D’autres obstacles, plus psychologiques ceux-ci, se présentent. Pourquoi analyser un film, un extrait de film, peut-on se demander ? Pourquoi prendre le chemin inverse en démontant scrupuleusement ce qui a été monté pour ensuite reconstituer l’objet filmique ? Pourquoi ne pas considérer le film uniquement comme une source de plaisir, un objet d’art capable de dispenser des émotions, un loisir ? Parce qu’analyser un film, l’interpréter, c’est mieux le comprendre pour mieux en jouir. L’analyse d’un film comme Jour de Fête de Jacques Tati (1949, France, 70 minutes, Noir et Blanc) permet de découvrir la valeur du plan d’ensemble, car, à chaque nouvelle vision on découvre dans ces plans d’ensemble de nouveaux détails ; l’étude d’un film comme The Party de Blake Edwards (1968, États-Unis, 99 minutes, Couleurs) permet d’apprécier à chaque nouveau visionnement les détails du traitement de l’image et du son.
À travers les nombreuses expériences que j’ai faites quant à l’utilisation du film de fiction en classe de langues, je me suis vite rendu compte que le cinéma joue un rôle pédagogique dans la vie de bon nombre de personnes, qu’on le veuille ou non.

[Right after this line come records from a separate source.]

//! Plain-text report export
//!
//! One block per record plus a summary footer, the shape of the original
//! downloadable expense report.

use std::io::Write;

use chrono::Utc;

use crate::error::{LedgerError, LedgerResult};
use crate::models::{compute_totals, Ledger};

/// Export the ledger as a human-readable text report
pub fn export_text_report<W: Write>(
    ledger: &Ledger,
    currency_symbol: &str,
    writer: &mut W,
) -> LedgerResult<()> {
    let totals = compute_totals(ledger);

    let mut out = String::new();
    out.push_str("Personal Budget Tracker - Expenses Report\n");
    out.push_str(&format!(
        "Generated on: {}\n",
        Utc::now().format("%Y-%m-%d %H:%M:%S")
    ));
    out.push_str(&"=".repeat(50));
    out.push_str("\n\n");

    for record in &ledger.records {
        out.push_str(&format!("Date: {}\n", record.date.format("%Y-%m-%d")));
        out.push_str(&format!("Item: {}\n", record.item));
        out.push_str(&format!(
            "Price: {}\n",
            record.price.format_with_symbol(currency_symbol)
        ));
        out.push_str(&format!("Note: {}\n", record.note));
        out.push_str(&"-".repeat(30));
        out.push('\n');
    }

    out.push_str("\nSummary:\n");
    out.push_str(&format!("Total Items: {}\n", totals.count));
    out.push_str(&format!(
        "Total Amount: {}\n",
        totals.total_expenses.format_with_symbol(currency_symbol)
    ));
    out.push_str(&format!(
        "Income: {}\n",
        ledger.income.format_with_symbol(currency_symbol)
    ));
    out.push_str(&format!(
        "Remaining Balance: {}\n",
        totals.remaining_balance.format_with_symbol(currency_symbol)
    ));

    writer
        .write_all(out.as_bytes())
        .map_err(|e| LedgerError::Export(e.to_string()))
}

#[cfg(test)]
mod tests {
    use super::*;
    use crate::models::{ExpenseRecord, Money};
    use chrono::NaiveDate;

    #[test]
    fn test_text_report() {
        let mut ledger = Ledger::new();
        ledger.income = Money::from_minor(100_000);
        ledger.records.push(ExpenseRecord::new(
            NaiveDate::from_ymd_opt(2024, 1, 15).unwrap(),
            "milk",
            Money::from_minor(5000),
            "daily",
        ));

        let mut output = Vec::new();
        export_text_report(&ledger, "₹", &mut output).unwrap();

        let report = String::from_utf8(output).unwrap();
        assert!(report.contains("Date: 2024-01-15"));
        assert!(report.contains("Item: Milk"));
        assert!(report.contains("Price: ₹50.00"));
        assert!(report.contains("Note: daily"));
        assert!(report.contains("Total Items: 1"));
        assert!(report.contains("Remaining Balance: ₹950.00"));
    }

    #[test]
    fn test_text_report_empty_ledger() {
        let mut output = Vec::new();
        export_text_report(&Ledger::new(), "$", &mut output).unwrap();

        let report = String::from_utf8(output).unwrap();
        assert!(report.contains("Total Items: 0"));
        assert!(report.contains("Total Amount: $0.00"));
    }
}
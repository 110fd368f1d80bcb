//! File I/O utilities with atomic writes
//!
//! Provides safe file operations that won't corrupt data on failure. Every
//! mutation rewrites the whole artifact, so a torn write would lose the
//! entire table; the temp-file-and-rename dance prevents that.

use std::fs::{self, File};
use std::io::{BufWriter, Write};
use std::path::Path;

use crate::error::LedgerError;

/// Read a text file, returning `None` if it doesn't exist
pub fn read_text_optional<P: AsRef<Path>>(path: P) -> Result<Option<String>, LedgerError> {
    let path = path.as_ref();

    if !path.exists() {
        return Ok(None);
    }

    fs::read_to_string(path)
        .map(Some)
        .map_err(|e| LedgerError::Storage(format!("Failed to read {}: {}", path.display(), e)))
}

/// Write text to a file atomically (write to temp, then rename)
///
/// This ensures that the file is either completely written or not modified
/// at all, preventing corruption on crashes or power failures.
pub fn write_text_atomic<P: AsRef<Path>>(path: P, contents: &str) -> Result<(), LedgerError> {
    let path = path.as_ref();

    // Ensure parent directory exists
    if let Some(parent) = path.parent() {
        fs::create_dir_all(parent).map_err(|e| {
            LedgerError::Storage(format!(
                "Failed to create directory {}: {}",
                parent.display(),
                e
            ))
        })?;
    }

    // Create temp file in same directory (important for atomic rename)
    let temp_path = path.with_extension("csv.tmp");

    let file = File::create(&temp_path)
        .map_err(|e| LedgerError::Storage(format!("Failed to create temp file: {}", e)))?;

    let mut writer = BufWriter::new(file);
    writer
        .write_all(contents.as_bytes())
        .map_err(|e| LedgerError::Storage(format!("Failed to write data: {}", e)))?;

    writer
        .flush()
        .map_err(|e| LedgerError::Storage(format!("Failed to flush data: {}", e)))?;

    // Sync to disk before rename
    writer
        .get_ref()
        .sync_all()
        .map_err(|e| LedgerError::Storage(format!("Failed to sync data: {}", e)))?;

    // Atomic rename
    fs::rename(&temp_path, path).map_err(|e| {
        // Try to clean up temp file if rename fails
        let _ = fs::remove_file(&temp_path);
        LedgerError::Storage(format!("Failed to rename temp file: {}", e))
    })?;

    Ok(())
}

/// Delete a file if it exists; returns whether anything was removed
pub fn remove_file_if_exists<P: AsRef<Path>>(path: P) -> Result<bool, LedgerError> {
    let path = path.as_ref();

    if !path.exists() {
        return Ok(false);
    }

    fs::remove_file(path)
        .map(|_| true)
        .map_err(|e| LedgerError::Storage(format!("Failed to remove {}: {}", path.display(), e)))
}
//! Storage layer for spendbook
//!
//! Delimited-text file storage with atomic full-overwrite writes. Each
//! backing artifact gets its own repository; the `Store` aggregates them.

pub mod expenses;
pub mod file_io;
pub mod income;

pub use expenses::{read_expense_rows, ExpenseRepository};
pub use file_io::{read_text_optional, remove_file_if_exists, write_text_atomic};
pub use income::IncomeRepository;

use crate::config::paths::SpendbookPaths;
use crate::error::LedgerError;

/// Main storage coordinator that provides access to all repositories
pub struct Store {
    paths: SpendbookPaths,
    pub expenses: ExpenseRepository,
    pub income: IncomeRepository,
}

impl Store {
    /// Create a new Store instance
    pub fn new(paths: SpendbookPaths) -> Result<Self, LedgerError> {
        // Ensure directories exist
        paths.ensure_directories()?;

        Ok(Self {
            expenses: ExpenseRepository::new(paths.expenses_file()),
            income: IncomeRepository::new(paths.income_file()),
            paths,
        })
    }

    /// Get the paths configuration
    pub fn paths(&self) -> &SpendbookPaths {
        &self.paths
    }

    /// Load all artifacts from disk
    pub fn load_all(&self) -> Result<(), LedgerError> {
        self.expenses.load()?;
        self.income.load()?;
        Ok(())
    }

    /// Save all artifacts to disk
    pub fn save_all(&self) -> Result<(), LedgerError> {
        self.expenses.save()?;
        self.income.save()?;
        Ok(())
    }

    /// Drop all state and delete every backing artifact
    pub fn clear_all(&self) -> Result<(), LedgerError> {
        self.expenses.clear()?;
        self.income.clear()?;
        Ok(())
    }
}

#[cfg(test)]
mod tests {
    use super::*;
    use tempfile::TempDir;

    #[test]
    fn test_store_creation() {
        let temp_dir = TempDir::new().unwrap();
        let paths = SpendbookPaths::with_base_dir(temp_dir.path().to_path_buf());
        let store = Store::new(paths).unwrap();

        assert!(temp_dir.path().join("data").exists());
        assert!(store.load_all().is_ok());
    }

    #[test]
    fn test_clear_all_removes_artifacts() {
        let temp_dir = TempDir::new().unwrap();
        let paths = SpendbookPaths::with_base_dir(temp_dir.path().to_path_buf());
        let store = Store::new(paths).unwrap();

        store.income.set(crate::models::Money::from_minor(1000)).unwrap();
        store.save_all().unwrap();
        assert!(store.paths().income_file().exists());
        assert!(store.paths().expenses_file().exists());

        store.clear_all().unwrap();
        assert!(!store.paths().income_file().exists());
        assert!(!store.paths().expenses_file().exists());
    }
}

Ce n’est pas forcément l’intention du réalisateur d’apprendre quelque chose au spectateur, mais cela ne signifie pas que l’on n’apprend rien en regardant un film. Les activités que j’ai menées à partir d’un film m’ont souvent montré que les étudiants apprennent plus sur la société d’un pays, le racisme, la guerre, la lutte des classes à travers un film qu’à travers les lectures théoriques qu’on leur recommande de faire. Le film fournit non seulement un récit pour parler de ces problèmes, mais aussi une expérience partagée, un point de départ commun à partir desquels des spectateurs différents peuvent dialoguer.
L’analyse d’un film est aussi un « exercice pédagogique » noble pour reprendre le titre d’un article de Roger Odin [1], en ce qu’elle permet de relativiser les images qui nous environnent. Notre vie quotidienne est envahie par les médias : une myriade de sons, un déluge d’images, déferlent sur les écrans de télévision, de l’ordinateur, du cinéma, porteurs de messages plus ou moins nécessaires, plus ou moins dangereux. Ces images et ces sons sont si faciles à consommer qu’on en oublie qu’ils sont le résultat de maintes manipulations. Il faut donc apprendre à ne pas absorber passivement des informations, mais à savoir analyser des signes, les codes qui forment la trame des conduites et des habitudes de civilisation. Il est du devoir des enseignants d’amener leurs élèves à la fois à s’interroger sur ce qu’ils voient, comme à développer leurs capacités d’un dialogue critique avec les messages audiovisuels. Le film de fiction n’est qu’une partie de cet univers audiovisuel, mais l’enjeu de l’analyse filmique c’est peut-être de participer aussi à cette éducation à l’image, et de faire de la fascination du spectateur face à l’image une fascination active ».
C’était dans Les Langues Modernes, n°4-1999.